Así, descubriremos o recordaremos en estas páginas que el poeta chileno Pablo Neruda odiaba profundamente esta disciplina, porque se la explicaron tan mal en el liceo que nunca la consiguió entender; o que Gabriel García Márquez, pese a sus esfuerzos, tampoco consiguió nunca amar esa ciencia; o que el famoso Dan Brown, al introducir en su novela El código Da Vinci una serie de menciones sobre los números de Fibonacci, cometió algunos errores y extrajo conclusiones precipitadas de ellos. Al mismo tiempo, el profesor Del Río nos sumerge en las aplicaciones que otros novelistas han hecho de la ciencia matemática, aplicada a campos tan diversos como la arquitectura (Ken Follet, en Los pilares de la tierra), el ajedrez (Arturo Pérez-Reverte, en La tabla de Flandes), la resolución de un complicado enigma (Matilde Asensi, en El último Catón)... e incluso el asesinato (como ocurre en algunos cuentos de Jorge Luis Borges o la novela Los crímenes de Oxford, de Guillermo Martínez). De todas formas, las dos aplicaciones que más me han llamado la atención (y que de paso me han hecho sonreír) han sido la que puso en práctica Enrique Jardiel Poncela para determinar la posición geográfica de la isla en que han naufragado los protagonistas de Amor se escribe sin hache (figura en las páginas 56 y 57 de esta obra); y la mezcla de humorismo y sexualidad que se aprecia en el cálculo efectuado por un matemático celoso en la novela Anacaona, de Vicente Muñoz Puelles. Este personaje, devastado por la rabia, le espeta a una mujer: «Si conociera el número de tus amantes, la frecuencia con que encajabais vuestras piezas y la duración media de cada acto, podría calcular cuántas horas de tu vida dedicaste al trance. Y si, además, supiera la longitud media de aquellas vergas afortunadas y hasta dónde te las introducían, y aceptara que sesenta empujes por minuto es lo razonable (¿o te parecen demasiados?), estaría en condiciones de averiguar cuántos kilómetros de pene tragó tu vulva» (p.40).Como se puede ver, el rigor matemático no tiene por qué estar reñido con la amenidad, e incluso con las sonrisas o las carcajadas. Y el profesor José del Río lo demuestra sobradamente en esta monografía, tan inteligente y bien escrita como distraída y enriquecedora. Decía don Antonio Machado que el español desprecia siempre cuanto ignora. A lo mejor por eso se desdeña con tanta frecuencia la belleza de las matemáticas.

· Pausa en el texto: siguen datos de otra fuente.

//! # Möbius Render
//!
//! Static 3D rendering of the sampled Möbius surface through the
//! plotters bitmap backend.
//!
//! ## Architecture
//!
//! ```text
//! mobius-geom (SurfaceGrid) → mobius-render (PNG artifact)
//! ```
//!
//! The renderer is a pure consumer: it reads the grid, depth-sorts one
//! quad per cell, shades them by height, and writes a single image. It
//! returns nothing of computational significance.
//!
//! ## Usage
//!
//! ```rust,ignore
//! use mobius_render::{render_surface, RenderOptions};
//!
//! render_surface(strip.grid(), &RenderOptions::default())?;
//! ```

pub mod color;
pub mod error;
pub mod options;
pub mod plot;

pub use error::RenderError;
pub use options::RenderOptions;
pub use plot::render_surface;
//! # Render Errors
//!
//! Error types for the surface renderer.

use thiserror::Error;

/// Errors that can occur while rendering the surface.
#[derive(Debug, Error)]
pub enum RenderError {
    /// The surface grid is too small to form any quad
    #[error("Surface grid has no drawable cells")]
    EmptySurface,

    /// The drawing backend failed
    #[error("Render backend failed: {message}")]
    Backend { message: String },
}

impl RenderError {
    /// Creates a backend error from any displayable failure.
    pub fn backend(message: impl std::fmt::Display) -> Self {
        Self::Backend {
            message: message.to_string(),
        }
    }
}
//! # Config Crate
//!
//! Centralized configuration constants for the Möbius strip pipeline.
//! All magic numbers and tunable parameters are defined here to ensure
//! consistency across crates and easy configuration management.
//!
//! ## Usage
//!
//! ```rust
//! use config::constants::{EPSILON, DEFAULT_RESOLUTION, MIN_RESOLUTION};
//!
//! // Use EPSILON for floating-point comparisons
//! let value: f64 = 0.00000000001; // 1e-11, smaller than EPSILON (1e-10)
//! let is_zero = value.abs() < EPSILON;
//! assert!(is_zero);
//!
//! // Clamp a requested grid resolution into the supported range
//! let requested = 1;
//! let resolution = requested.max(MIN_RESOLUTION);
//! assert!(resolution >= MIN_RESOLUTION);
//! assert!(DEFAULT_RESOLUTION >= MIN_RESOLUTION);
//! ```
//!
//! ## Design Principles
//!
//! - **Single Source of Truth**: All constants defined once, used everywhere
//! - **Deterministic**: No platform-specific or runtime-derived values
//! - **Well-Documented**: Every constant has clear documentation

pub mod constants;
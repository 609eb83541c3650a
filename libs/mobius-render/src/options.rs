//! # Render Options
//!
//! Output geometry and camera settings for the surface renderer.

use config::constants::{DEFAULT_PITCH, DEFAULT_YAW, IMAGE_HEIGHT, IMAGE_WIDTH, OUTPUT_PATH};
use serde::{Deserialize, Serialize};
use std::path::PathBuf;

/// Settings for a single render pass.
///
/// # Example
///
/// ```rust
/// use mobius_render::RenderOptions;
///
/// let options = RenderOptions::default();
/// assert!(options.width > 0);
/// ```
#[derive(Debug, Clone, Serialize, Deserialize)]
pub struct RenderOptions {
    /// Output image width in pixels
    pub width: u32,
    /// Output image height in pixels
    pub height: u32,
    /// Camera pitch in radians
    pub pitch: f64,
    /// Camera yaw in radians
    pub yaw: f64,
    /// Destination of the image artifact
    pub path: PathBuf,
}

impl Default for RenderOptions {
    fn default() -> Self {
        Self {
            width: IMAGE_WIDTH,
            height: IMAGE_HEIGHT,
            pitch: DEFAULT_PITCH,
            yaw: DEFAULT_YAW,
            path: PathBuf::from(OUTPUT_PATH),
        }
    }
}

impl RenderOptions {
    /// Returns a copy writing to a different destination.
    pub fn with_path(mut self, path: impl Into<PathBuf>) -> Self {
        self.path = path.into();
        self
    }
}

#[cfg(test)]
mod tests {
    use super::*;

    #[test]
    fn test_default_options_match_config() {
        let options = RenderOptions::default();
        assert_eq!(options.width, IMAGE_WIDTH);
        assert_eq!(options.height, IMAGE_HEIGHT);
        assert_eq!(options.path, PathBuf::from(OUTPUT_PATH));
    }

    #[test]
    fn test_with_path_overrides_destination() {
        let options = RenderOptions::default().with_path("custom.png");
        assert_eq!(options.path, PathBuf::from("custom.png"));
    }
}
//! File transfer routes: upload, download, delete and list.
//!
//! Each handler is a direct pass-through to one [`StorageService`] call.
//!
//! [`StorageService`]: filegate_core::storage::StorageService

use axum::{
    Json, Router,
    body::Bytes,
    extract::{
        DefaultBodyLimit, Multipart, Path, Query, State,
        multipart::{MultipartError, MultipartRejection},
    },
    http::{HeaderValue, StatusCode, header},
    response::{IntoResponse, Response},
    routing::{delete, get, post},
};
use serde::{Deserialize, Serialize};
use tracing::{info, warn};

use crate::{AppState, error::ApiError};
use filegate_core::storage::{DEFAULT_CONTENT_TYPE, ObjectSummary, original_filename};
use filegate_shared::AppError;

/// Multipart field carrying the upload.
const FILE_FIELD: &str = "file";

const NO_FILE_MESSAGE: &str = "No file provided. Please include a file in the request.";

/// Default for `max_keys` on the list route.
pub const DEFAULT_MAX_KEYS: usize = 100;

/// Creates the file routes. `max_upload_bytes` caps the upload body.
pub fn routes(max_upload_bytes: usize) -> Router<AppState> {
    Router::new()
        .route(
            "/upload/",
            post(upload_file).layer(DefaultBodyLimit::max(max_upload_bytes)),
        )
        .route("/download/{file_key}/", get(download_file))
        .route("/delete/{file_key}/", delete(delete_file))
        .route("/list/", get(list_files))
}

// ============================================================================
// Request/Response Types
// ============================================================================

/// Response for a completed upload.
#[derive(Debug, Serialize)]
pub struct UploadResponse {
    /// Always `true`.
    pub success: bool,
    /// Human-readable confirmation.
    pub message: &'static str,
    /// Generated storage key.
    pub file_key: String,
    /// Public URL of the object.
    pub url: String,
    /// Filename as uploaded.
    pub original_filename: String,
}

/// Response for a completed delete.
#[derive(Debug, Serialize)]
pub struct DeleteResponse {
    /// Always `true`.
    pub success: bool,
    /// Human-readable confirmation.
    pub message: &'static str,
    /// Deleted key.
    pub file_key: String,
}

/// Response for a listing.
#[derive(Debug, Serialize)]
pub struct ListResponse {
    /// Always `true`.
    pub success: bool,
    /// Matching objects.
    pub files: Vec<ObjectSummary>,
    /// Number of entries in `files`.
    pub count: usize,
}

/// Query parameters for the list route.
///
/// `max_keys` is kept as text so a malformed value can be reported in the
/// JSON envelope instead of the framework's plain-text rejection.
#[derive(Debug, Default, Deserialize)]
pub struct ListParams {
    /// Key prefix filter.
    #[serde(default)]
    pub prefix: Option<String>,
    /// Maximum number of entries.
    #[serde(default)]
    pub max_keys: Option<String>,
}

/// File part pulled out of a multipart body.
struct FilePart {
    filename: String,
    content_type: Option<String>,
    content: Bytes,
}

// ============================================================================
// Helper Functions
// ============================================================================

/// Parse `max_keys`, defaulting to [`DEFAULT_MAX_KEYS`].
fn parse_max_keys(raw: Option<&str>) -> Result<usize, AppError> {
    match raw {
        None => Ok(DEFAULT_MAX_KEYS),
        Some(raw) => raw
            .trim()
            .parse::<usize>()
            .map_err(|_| AppError::Validation("max_keys must be a non-negative integer".into())),
    }
}

/// `Content-Disposition` value naming the file as the caller uploaded it.
fn content_disposition(file_key: &str) -> HeaderValue {
    let filename = original_filename(file_key)
        .replace('\\', "\\\\")
        .replace('"', "\\\"");

    HeaderValue::try_from(format!("attachment; filename=\"{filename}\"")).unwrap_or_else(|_| {
        warn!(file_key, "Filename not valid in a header; sending bare attachment");
        HeaderValue::from_static("attachment")
    })
}

/// Last path segment of a client-supplied filename, trimmed. Some clients
/// send the full local path.
fn client_basename(raw: &str) -> &str {
    raw.rfind(['/', '\\'])
        .map_or(raw, |idx| &raw[idx + 1..])
        .trim()
}

fn multipart_error(err: &MultipartError) -> AppError {
    if err.status() == StatusCode::PAYLOAD_TOO_LARGE {
        AppError::PayloadTooLarge(err.body_text())
    } else {
        AppError::Validation(err.body_text())
    }
}

/// Find the `file` part. Parts without a usable filename are plain form
/// fields.
async fn read_file_part(multipart: &mut Multipart) -> Result<Option<FilePart>, AppError> {
    while let Some(field) = multipart
        .next_field()
        .await
        .map_err(|e| multipart_error(&e))?
    {
        if field.name() != Some(FILE_FIELD) {
            continue;
        }
        let Some(filename) = field
            .file_name()
            .map(client_basename)
            .filter(|name| !name.is_empty())
            .map(str::to_string)
        else {
            continue;
        };
        let content_type = field.content_type().map(str::to_string);
        let content = field.bytes().await.map_err(|e| multipart_error(&e))?;

        return Ok(Some(FilePart {
            filename,
            content_type,
            content,
        }));
    }

    Ok(None)
}

// ============================================================================
// Route Handlers
// ============================================================================

/// POST `/upload/` - Upload the multipart `file` field.
async fn upload_file(
    State(state): State<AppState>,
    multipart: Result<Multipart, MultipartRejection>,
) -> Result<Response, ApiError> {
    let Ok(mut multipart) = multipart else {
        warn!("Upload without a multipart body");
        return Err(AppError::Validation(NO_FILE_MESSAGE.into()).into());
    };

    let Some(part) = read_file_part(&mut multipart).await? else {
        warn!("Upload without a file field");
        return Err(AppError::Validation(NO_FILE_MESSAGE.into()).into());
    };

    let uploaded = state
        .storage
        .put(part.content, &part.filename, part.content_type.as_deref())
        .await
        .map_err(|e| AppError::Storage(e.to_string()))?;

    info!(file_key = %uploaded.file_key, "File uploaded");

    let response = UploadResponse {
        success: true,
        message: "File uploaded successfully",
        file_key: uploaded.file_key,
        url: uploaded.url,
        original_filename: uploaded.original_filename,
    };

    Ok((StatusCode::CREATED, Json(response)).into_response())
}

/// GET `/download/{file_key}/` - Stream the object back as an attachment.
async fn download_file(
    State(state): State<AppState>,
    Path(file_key): Path<String>,
) -> Result<Response, ApiError> {
    let object = state
        .storage
        .get(&file_key)
        .await
        .map_err(|e| AppError::NotFound(e.to_string()))?;

    let content_type = HeaderValue::from_str(&object.content_type)
        .unwrap_or_else(|_| HeaderValue::from_static(DEFAULT_CONTENT_TYPE));

    Ok((
        [
            (header::CONTENT_TYPE, content_type),
            (header::CONTENT_DISPOSITION, content_disposition(&file_key)),
        ],
        object.content,
    )
        .into_response())
}

/// DELETE `/delete/{file_key}/` - Remove the object.
async fn delete_file(
    State(state): State<AppState>,
    Path(file_key): Path<String>,
) -> Result<Json<DeleteResponse>, ApiError> {
    let file_key = state
        .storage
        .delete(&file_key)
        .await
        .map_err(|e| AppError::Storage(e.to_string()))?;

    Ok(Json(DeleteResponse {
        success: true,
        message: "File deleted successfully",
        file_key,
    }))
}

/// GET `/list/?prefix=&max_keys=` - List objects by prefix.
async fn list_files(
    State(state): State<AppState>,
    Query(params): Query<ListParams>,
) -> Result<Json<ListResponse>, ApiError> {
    let max_keys = parse_max_keys(params.max_keys.as_deref())?;
    let prefix = params.prefix.unwrap_or_default();

    let files = state
        .storage
        .list(&prefix, max_keys)
        .await
        .map_err(|e| AppError::Storage(e.to_string()))?;

    Ok(Json(ListResponse {
        success: true,
        count: files.len(),
        files,
    }))
}

#[cfg(test)]
mod tests {
    use super::*;
    use rstest::rstest;

    #[rstest]
    #[case(None, Ok(100))]
    #[case(Some("50"), Ok(50))]
    #[case(Some(" 7 "), Ok(7))]
    #[case(Some("0"), Ok(0))]
    #[case(Some("-1"), Err(()))]
    #[case(Some("abc"), Err(()))]
    #[case(Some(""), Err(()))]
    fn test_parse_max_keys(#[case] raw: Option<&str>, #[case] expected: Result<usize, ()>) {
        assert_eq!(parse_max_keys(raw).map_err(|_| ()), expected);
    }

    #[rstest]
    #[case(
        "0123456789abcdef0123456789abcdef_hello.txt",
        "attachment; filename=\"hello.txt\""
    )]
    #[case("abc_my_report.pdf", "attachment; filename=\"my_report.pdf\"")]
    #[case("nounderscore.bin", "attachment; filename=\"nounderscore.bin\"")]
    #[case("abc_say \"hi\".txt", "attachment; filename=\"say \\\"hi\\\".txt\"")]
    #[case("abc_line\nbreak.txt", "attachment")]
    fn test_content_disposition(#[case] key: &str, #[case] expected: &str) {
        assert_eq!(content_disposition(key), expected);
    }

    #[rstest]
    #[case("hello.txt", "hello.txt")]
    #[case("sub/hello.txt", "hello.txt")]
    #[case("../../etc/passwd", "passwd")]
    #[case("C:\\Users\\me\\report.pdf", "report.pdf")]
    #[case("  spaced.txt ", "spaced.txt")]
    #[case("dir/", "")]
    #[case("", "")]
    #[case("   ", "")]
    fn test_client_basename(#[case] raw: &str, #[case] expected: &str) {
        assert_eq!(client_basename(raw), expected);
    }
}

martes, 2 de noviembre de 2010

La pluma de Monteverdi



Dejando a un lado la espinosa cuestión de si existe realmente un tipo de novelas al que podamos llamar «históricas» (polémica más bien larga y estéril, que nos llevaría muy lejos y que en realidad no nos iba a aportar gran cosa desde el punto de vista literario), podemos decir que existen dos maneras fundamentales de concebir ese tipo de obras: la primera consiste en amontonar fechas, documentos que se pueden cotejar, datos indumentarios o gastronómicos, personajes conocidos de la época y, para perplejidad de los lectores, una bibliografía abrumadora citada al final con todo lujo de detalles, como si en lugar de una novela redactada para nuestro solaz y distracción leyéramos el último trabajo ensayístico del profesor Geoffrey Parker; la otra consiste en que la persona que escribe el libro «conozca» todo eso, pero tenga la galana cortesía de no abrumar a quienes visiten su libro con pormenores tan odiosos como pedantes, que más que demostrar su sabiduría nos dan la impresión de que ha intentado vestirla con un traje de pavo real. Los datos pueden estar ahí, pero servidos por la vía novelesca, con habilidad, discreción, tino y buen criterio.
Esta última forma de trabajar es la que ha elegido la abogada Irene Mora (Madrid, 1972) para urdir La pluma de Monteverdi, que le ha publicado La Esfera de los Libros. En sus páginas nos cuenta cómo Helena, una traductora bien situada que ha decidido tomarse el día libre, recibe en su casa un paquete postal de lo más curioso: una caja antigua que le remite desde Londres un bufete de abogados, como última voluntad de su tía Delia. En su interior encuentra un diario manuscrito de gran antigüedad y una pluma de escribanía no menos añosa. Desconcertada, pero a la vez curiosa, Helena comienza a leer con gran dificultad las líneas del diario, que le deparan una historia fascinante... Y ahí es donde comienza la auténtica novela. Se nos refiere cómo Ariadna, una joven sirvienta que estuvo a las órdenes de un pobre recaudador de impuestos llamado don Miguel de Cervantes, decide marchar hacia Italia porque tiene un sueño premonitorio que así se lo aconseja. Es heredera de una tradición secular que no puede interrumpirse: ha de hacer llegar la pluma que tiene en sus manos a una persona de extraordinario talento (a quien debe descubrir de un modo intuitivo) para que con ella componga obras inmortales. La pluma, que se va transmitiendo de madres a hijas por línea de sangre, ha pasado por las manos de grandes colosos de la Antigüedad, como Averroes, y ahora busca a su nuevo usuario: el prometedor músico Claudio Monteverdi. Sin duda, con ella le resultará más fácil llevar a término las innovaciones técnicas que alborotan en el interior de su cabeza, y que cristalizarán en el género luego llamado ópera. Pero sin duda no será una tarea fácil: de un lado está la incredulidad de Monteverdi, que no está muy convencido de que los poderes mágicos de esa pluma sean reales (creerse algo así no es sencillo, sobre todo cuando se tiene una familia a la que alimentar); de otro lado, hay unos poderes oscuros en el seno de la iglesia, que están deseosos de hacerse con el control de tan sugestivo artefacto.
Irene Mora, que podría haber optado (como muchos autores han hecho últimamente) por escribir una novela escorada hacia el oscurantismo ramplón, ha sabido mantenerse alejada de esas tentaciones espurias y ha logrado un texto de gran equilibrio, redactado con sobriedad. Es elegante en sus tiempos lentos y febril en las secuencias rápidas, lo cual dice mucho de sus méritos como narradora. Pero lo más sorprendente de todo es que consiga mantener en pie la trama mitológica de la que parte para su fabulación, sin que se resienta la credibilidad de la historia. No es pequeño logro. Y una pregunta que dejo en el aire: ¿nos habrá dejado la autora en la página 219 una pista sobre el argumento de su próxima novela? No sería tan disparatado que así fuese. En todo caso, lo más importante es que La pluma de Monteverdi es una novela llena de interés, donde tenemos acceso a una nueva voz en la narrativa española.